### Saved entries
========

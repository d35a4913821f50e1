//! Fail terminals: build the error, then return it as the failure of the
//! type the caller needs.

use super::ErrorBuilder;
use crate::traits::FromErrorValue;
use crate::types::{ErrorValue, Rect};

#[cfg(feature = "async")]
use crate::async_ext::{FailedFuture, FutureContext};

impl ErrorBuilder {
    /// Builds the error and returns it as `Err`.
    ///
    /// # Examples
    ///
    /// ```
    /// use control_core_error::{ErrorBuilder, ErrorValue};
    ///
    /// fn parse_port(raw: &str) -> Result<u16, ErrorValue> {
    ///     match raw.parse() {
    ///         Ok(port) => Ok(port),
    ///         Err(_) => ErrorBuilder::new()
    ///             .describe(format!("invalid port {raw:?}"))
    ///             .no_logging()
    ///             .fail(),
    ///     }
    /// }
    ///
    /// assert!(parse_port("http").is_err());
    /// ```
    #[inline]
    pub fn fail<T>(self) -> Result<T, ErrorValue> {
        Err(self.into_error())
    }

    #[inline]
    pub fn fail_bool(self) -> Result<bool, ErrorValue> {
        self.fail()
    }

    #[inline]
    pub fn fail_uint(self) -> Result<u32, ErrorValue> {
        self.fail()
    }

    #[inline]
    pub fn fail_rect(self) -> Result<Rect, ErrorValue> {
        self.fail()
    }

    #[inline]
    pub fn fail_pointer<T>(self) -> Result<*mut T, ErrorValue> {
        self.fail()
    }

    /// The nullable-value variant: succeeds with `Option<T>`, fails with the
    /// error.
    #[inline]
    pub fn fail_value<T>(self) -> Result<Option<T>, ErrorValue> {
        self.fail()
    }

    /// Builds the error and wraps it in any [`FromErrorValue`] type.
    ///
    /// # Examples
    ///
    /// ```
    /// use control_core_error::{BoxedErrorResult, ErrorBuilder};
    ///
    /// let boxed: BoxedErrorResult<()> =
    ///     ErrorBuilder::new().describe("offline").no_logging().fail_as();
    /// assert_eq!(boxed.unwrap_err().message(), "offline");
    /// ```
    #[inline]
    pub fn fail_as<F: FromErrorValue>(self) -> F {
        F::from_error_value(self.into_error())
    }

    /// Builds the error into an already-failed future.
    #[cfg(feature = "async")]
    #[inline]
    pub fn fail_future<T>(self) -> FailedFuture<T> {
        self.fail_as()
    }

    /// Builds the error into an already-failed future with an empty teardown
    /// stack.
    #[cfg(feature = "async")]
    #[inline]
    pub fn fail_future_context<T>(self) -> FutureContext<FailedFuture<T>> {
        self.fail_as()
    }
}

========

### How to complete this task
Write out every entry exactly as given.

### Exercise solution
repository d35a4913821f50e1
//! Fail terminals: build the error, then return it as the failure of the
//! type the caller needs.

use super::ErrorBuilder;
use crate::traits::FromErrorValue;
use crate::types::{ErrorValue, Rect};

#[cfg(feature = "async")]
use crate::async_ext::{FailedFuture, FutureContext};

impl ErrorBuilder {
    /// Builds the error and returns it as `Err`.
    ///
    /// # Examples
    ///
    /// ```
    /// use control_core_error::{ErrorBuilder, ErrorValue};
    ///
    /// fn parse_port(raw: &str) -> Result<u16, ErrorValue> {
    ///     match raw.parse() {
    ///         Ok(port) => Ok(port),
    ///         Err(_) => ErrorBuilder::new()
    ///             .describe(format!("invalid port {raw:?}"))
    ///             .no_logging()
    ///             .fail(),
    ///     }
    /// }
    ///
    /// assert!(parse_port("http").is_err());
    /// ```
    #[inline]
    pub fn fail<T>(self) -> Result<T, ErrorValue> {
        Err(self.into_error())
    }

    #[inline]
    pub fn fail_bool(self) -> Result<bool, ErrorValue> {
        self.fail()
    }

    #[inline]
    pub fn fail_uint(self) -> Result<u32, ErrorValue> {
        self.fail()
    }

    #[inline]
    pub fn fail_rect(self) -> Result<Rect, ErrorValue> {
        self.fail()
    }

    #[inline]
    pub fn fail_pointer<T>(self) -> Result<*mut T, ErrorValue> {
        self.fail()
    }

    /// The nullable-value variant: succeeds with `Option<T>`, fails with the
    /// error.
    #[inline]
    pub fn fail_value<T>(self) -> Result<Option<T>, ErrorValue> {
        self.fail()
    }

    /// Builds the error and wraps it in any [`FromErrorValue`] type.
    ///
    /// # Examples
    ///
    /// ```
    /// use control_core_error::{BoxedErrorResult, ErrorBuilder};
    ///
    /// let boxed: BoxedErrorResult<()> =
    ///     ErrorBuilder::new().describe("offline").no_logging().fail_as();
    /// assert_eq!(boxed.unwrap_err().message(), "offline");
    /// ```
    #[inline]
    pub fn fail_as<F: FromErrorValue>(self) -> F {
        F::from_error_value(self.into_error())
    }

    /// Builds the error into an already-failed future.
    #[cfg(feature = "async")]
    #[inline]
    pub fn fail_future<T>(self) -> FailedFuture<T> {
        self.fail_as()
    }

    /// Builds the error into an already-failed future with an empty teardown
    /// stack.
    #[cfg(feature = "async")]
    #[inline]
    pub fn fail_future_context<T>(self) -> FutureContext<FailedFuture<T>> {
        self.fail_as()
    }
}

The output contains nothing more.